Instructions for the task:
The answer is to be one number: the count of lines in this listing that have the string "failed".

___

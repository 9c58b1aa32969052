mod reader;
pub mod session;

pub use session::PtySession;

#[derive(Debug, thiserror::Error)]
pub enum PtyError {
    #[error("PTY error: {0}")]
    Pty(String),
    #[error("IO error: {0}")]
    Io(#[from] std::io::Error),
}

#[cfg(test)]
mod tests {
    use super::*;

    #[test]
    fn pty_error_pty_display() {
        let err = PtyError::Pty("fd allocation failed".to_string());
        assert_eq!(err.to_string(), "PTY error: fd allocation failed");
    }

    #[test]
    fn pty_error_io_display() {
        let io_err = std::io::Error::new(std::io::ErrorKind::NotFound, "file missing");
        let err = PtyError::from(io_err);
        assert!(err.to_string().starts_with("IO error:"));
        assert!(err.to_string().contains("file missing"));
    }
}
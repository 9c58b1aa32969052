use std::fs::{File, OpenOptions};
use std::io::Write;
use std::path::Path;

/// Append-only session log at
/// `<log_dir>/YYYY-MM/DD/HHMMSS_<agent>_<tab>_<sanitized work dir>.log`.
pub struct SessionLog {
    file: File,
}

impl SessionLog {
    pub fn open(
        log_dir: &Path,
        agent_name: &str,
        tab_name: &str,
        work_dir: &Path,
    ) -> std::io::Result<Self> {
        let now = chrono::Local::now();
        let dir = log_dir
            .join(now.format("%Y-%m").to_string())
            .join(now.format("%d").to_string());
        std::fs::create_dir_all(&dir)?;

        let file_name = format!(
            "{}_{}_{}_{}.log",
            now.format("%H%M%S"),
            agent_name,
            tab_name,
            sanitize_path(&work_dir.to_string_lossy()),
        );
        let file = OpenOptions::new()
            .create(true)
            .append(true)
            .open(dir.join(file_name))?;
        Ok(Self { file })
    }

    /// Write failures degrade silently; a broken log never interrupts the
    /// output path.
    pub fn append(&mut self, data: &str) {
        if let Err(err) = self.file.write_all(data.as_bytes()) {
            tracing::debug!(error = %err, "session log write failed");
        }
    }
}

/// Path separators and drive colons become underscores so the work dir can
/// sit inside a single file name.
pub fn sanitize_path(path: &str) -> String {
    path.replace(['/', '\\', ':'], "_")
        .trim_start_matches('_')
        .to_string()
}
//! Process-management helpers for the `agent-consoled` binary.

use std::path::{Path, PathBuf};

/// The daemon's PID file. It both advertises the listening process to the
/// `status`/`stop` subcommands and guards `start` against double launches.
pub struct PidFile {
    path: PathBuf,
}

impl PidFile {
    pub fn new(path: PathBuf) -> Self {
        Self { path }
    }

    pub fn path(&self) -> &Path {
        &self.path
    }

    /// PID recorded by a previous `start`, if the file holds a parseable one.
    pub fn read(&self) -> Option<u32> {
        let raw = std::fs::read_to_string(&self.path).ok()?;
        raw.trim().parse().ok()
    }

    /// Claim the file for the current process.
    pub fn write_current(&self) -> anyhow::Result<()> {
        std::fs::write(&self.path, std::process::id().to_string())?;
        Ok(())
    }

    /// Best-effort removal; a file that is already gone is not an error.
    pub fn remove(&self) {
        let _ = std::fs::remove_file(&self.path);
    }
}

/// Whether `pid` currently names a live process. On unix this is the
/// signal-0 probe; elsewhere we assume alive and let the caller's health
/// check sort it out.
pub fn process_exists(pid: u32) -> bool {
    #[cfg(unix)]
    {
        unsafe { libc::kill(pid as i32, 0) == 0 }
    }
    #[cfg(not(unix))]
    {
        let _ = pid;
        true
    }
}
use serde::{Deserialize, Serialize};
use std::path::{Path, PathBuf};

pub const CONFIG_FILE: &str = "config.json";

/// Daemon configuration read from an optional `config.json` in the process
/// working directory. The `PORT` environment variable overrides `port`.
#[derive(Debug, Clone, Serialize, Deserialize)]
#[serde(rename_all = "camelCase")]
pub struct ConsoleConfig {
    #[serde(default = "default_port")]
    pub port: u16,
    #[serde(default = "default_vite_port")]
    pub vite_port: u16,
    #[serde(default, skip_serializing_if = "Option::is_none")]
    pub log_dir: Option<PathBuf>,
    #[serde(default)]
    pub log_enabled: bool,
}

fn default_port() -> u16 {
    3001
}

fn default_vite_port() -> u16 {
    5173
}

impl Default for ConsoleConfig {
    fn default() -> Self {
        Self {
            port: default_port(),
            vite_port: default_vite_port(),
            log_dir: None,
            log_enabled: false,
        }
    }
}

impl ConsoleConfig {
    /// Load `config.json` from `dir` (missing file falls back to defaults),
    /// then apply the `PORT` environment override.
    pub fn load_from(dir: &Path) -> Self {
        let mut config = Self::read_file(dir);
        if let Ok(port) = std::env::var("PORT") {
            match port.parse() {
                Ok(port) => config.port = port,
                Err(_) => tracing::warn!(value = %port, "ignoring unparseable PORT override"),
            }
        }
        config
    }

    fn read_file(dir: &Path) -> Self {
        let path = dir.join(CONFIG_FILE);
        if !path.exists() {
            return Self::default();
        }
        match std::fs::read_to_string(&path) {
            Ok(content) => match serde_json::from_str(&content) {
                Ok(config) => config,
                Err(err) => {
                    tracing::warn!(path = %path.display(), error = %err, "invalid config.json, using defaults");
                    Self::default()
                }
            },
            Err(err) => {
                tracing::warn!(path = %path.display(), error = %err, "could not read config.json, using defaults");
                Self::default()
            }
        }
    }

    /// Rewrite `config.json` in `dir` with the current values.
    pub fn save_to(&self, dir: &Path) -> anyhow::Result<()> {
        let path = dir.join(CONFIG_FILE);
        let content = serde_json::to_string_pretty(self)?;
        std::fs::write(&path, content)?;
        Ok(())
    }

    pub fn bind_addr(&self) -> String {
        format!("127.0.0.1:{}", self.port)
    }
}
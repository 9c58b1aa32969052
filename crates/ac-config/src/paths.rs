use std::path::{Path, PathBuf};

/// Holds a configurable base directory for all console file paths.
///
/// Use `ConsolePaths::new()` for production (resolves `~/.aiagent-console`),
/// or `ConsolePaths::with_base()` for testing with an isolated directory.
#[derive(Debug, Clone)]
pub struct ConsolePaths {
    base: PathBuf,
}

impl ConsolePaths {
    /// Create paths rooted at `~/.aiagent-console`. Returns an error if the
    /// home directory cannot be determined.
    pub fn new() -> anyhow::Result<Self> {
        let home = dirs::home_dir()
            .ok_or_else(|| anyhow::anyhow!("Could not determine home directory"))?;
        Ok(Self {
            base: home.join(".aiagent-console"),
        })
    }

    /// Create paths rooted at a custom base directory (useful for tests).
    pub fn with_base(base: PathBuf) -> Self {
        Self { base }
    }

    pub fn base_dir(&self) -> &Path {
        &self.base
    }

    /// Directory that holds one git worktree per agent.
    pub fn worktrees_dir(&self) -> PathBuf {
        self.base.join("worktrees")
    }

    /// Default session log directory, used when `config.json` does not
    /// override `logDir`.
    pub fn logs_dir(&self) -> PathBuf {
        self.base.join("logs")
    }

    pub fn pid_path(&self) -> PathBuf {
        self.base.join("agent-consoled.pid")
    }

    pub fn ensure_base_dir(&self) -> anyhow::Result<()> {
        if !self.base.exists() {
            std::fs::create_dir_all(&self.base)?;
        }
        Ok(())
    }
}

___

Answer:
3